Body structures are defined as anatomical parts of the body such as organs, limbs, and their components.  The ICF breaks down the body structures into eight categories including structures of the nervous system, skin and related structures, and structures related to movement, just to name a few.  These are further broken down into more detail and include components of these various body structures.  For example, the “structures related to movement” category is broken down into various regions of the body with bones, joints, muscles, ligaments, etc. of these regions listed as separate body structures. The documentation would need to identify the various structures that were examined.

Body functions are defined as physiological functions of body systems and can include mental functions, sensory functions and pain, voice and speech functions, skin, and neuromusculoskeletal and movement-related functions among others.  These are further broken down into subcategories which relate to more specific functions.  For example, the neuromusculoskeletal and movement-related functions category includes functions pertaining to mobility of joints, stability of joints, mobility of bone, muscle power, muscle tone, and muscle endurance.

Activity limitations are difficulties an individual may have in executing activities which include tasks or actions as well as ADLs such as self-care, meal prep, and personal hygiene.  Several of the ICF subcategories pertaining to activities may be familiar to clinicians as these are referenced in functional limitation reporting, such as self-care (e.g. eating, dressing, washing, etc.) changing and maintaining body position; walking and moving around; and carrying, moving, and handling objects.

Participation restrictions are problems an individual may experience when involved in life situations and how they are able to function as a member of society.  Community life, recreation and leisure, religion and spirituality, and social and civic life are areas where a patient may be restricted from participation.  These instrumental ADLS (or IADLS) can facilitate greater levels of independence and an overall better quality of life for the patient.


The clinical presentation is an amalgamation of your clinical findings, as well as the patient’s pre-morbid and current level of function.  The documentation should indicate whether the patient’s condition is stable and uncomplicated (low complexity), evolving with changing characteristics (moderate), or evolving with unstable and unpredictable characteristics (high).  For example, a patient with back pain that has been steadily increasing over the last two weeks and occasionally prevents the patient from standing for more than 15 minutes at a time at various times during the day may be considered as presenting with a condition that is evolving with changing characteristics (moderate complexity).  A patient with poorly-controlled diabetes may be considered a high complexity because of unstable or unpredictable blood sugar.

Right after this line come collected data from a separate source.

//! Identity lifecycle events.

use super::identity::IdentityId;
use super::meta::IdentityStatus;
use crate::current_timestamp;
use uuid::Uuid;

/// Shared event metadata.
#[derive(Debug, Clone)]
pub struct EventMeta {
    /// Unique identifier for this event.
    pub event_id: String,
    /// Id of the acting principal (`None` for full trust).
    pub actor: Option<String>,
    /// Timestamp (Unix epoch seconds).
    pub timestamp: u64,
}

impl EventMeta {
    /// Creates event metadata using the current timestamp.
    #[must_use]
    pub fn new(actor: Option<String>) -> Self {
        Self {
            event_id: Uuid::now_v7().to_string(),
            actor,
            timestamp: current_timestamp(),
        }
    }
}

/// Events emitted after a mutation commits.
#[derive(Debug, Clone)]
pub enum IdentityEvent {
    /// An identity was inserted.
    Inserted {
        /// Event metadata.
        meta: EventMeta,
        /// The new identity.
        id: IdentityId,
    },
    /// Identity attributes were patched.
    Updated {
        /// Event metadata.
        meta: EventMeta,
        /// The identity.
        id: IdentityId,
        /// Sequence after the update.
        sequence: u64,
        /// Top-level fields touched by the patch.
        fields: Vec<String>,
    },
    /// Identity status changed.
    StatusChanged {
        /// Event metadata.
        meta: EventMeta,
        /// The identity.
        id: IdentityId,
        /// New status.
        status: IdentityStatus,
        /// Sequence after the update.
        sequence: u64,
    },
    /// Resource roles were added or removed.
    RolesChanged {
        /// Event metadata.
        meta: EventMeta,
        /// The identity.
        id: IdentityId,
        /// Number of entries added.
        added: usize,
        /// Number of entries removed.
        removed: usize,
        /// Sequence after the update.
        sequence: u64,
    },
}

impl IdentityEvent {
    /// Returns the event type name.
    #[must_use]
    pub const fn event_type(&self) -> &'static str {
        match self {
            Self::Inserted { .. } => "inserted",
            Self::Updated { .. } => "updated",
            Self::StatusChanged { .. } => "status_changed",
            Self::RolesChanged { .. } => "roles_changed",
        }
    }

    /// Returns the identity the event concerns.
    #[must_use]
    pub const fn id(&self) -> &IdentityId {
        match self {
            Self::Inserted { id, .. }
            | Self::Updated { id, .. }
            | Self::StatusChanged { id, .. }
            | Self::RolesChanged { id, .. } => id,
        }
    }
}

This last component of the evaluation is the clinical decision-making in which the therapist must use his or her clinical judgment incorporating all the information collected in the history and examination.  This will also include a standardized patient assessment instrument and/or measurable assessment of the functional outcome.

Looking at the big picture, factors that may have an impact on the level of evaluation may include:

  • Patient’s age
  • Time since onset of injury/illness/exacerbation
  • Mechanism of injury
  • Past medical and surgical history
  • Co-morbidities and their impact on improvement
  • Prior level of function
  • Current level of function
  • Status of current condition
  • Patient’s cognitive status and safety concerns
  • Patient’s level of motivation
  • Patient’s home situation (environment and family support)
  • Objective examination findings
  • Goals and goal agreement with the patient
  • Rehab potential (prognosis) and probable outcome
  • Expected progression of the patient

Lastly, therapists should keep in mind that each component of the evaluation must meet or exceed the corresponding complexity requirement in order to select that code.  For example, if the documentation supports a high complexity in all but one of the components and a moderate complexity in the other, the evaluation would be coded as moderate complexity.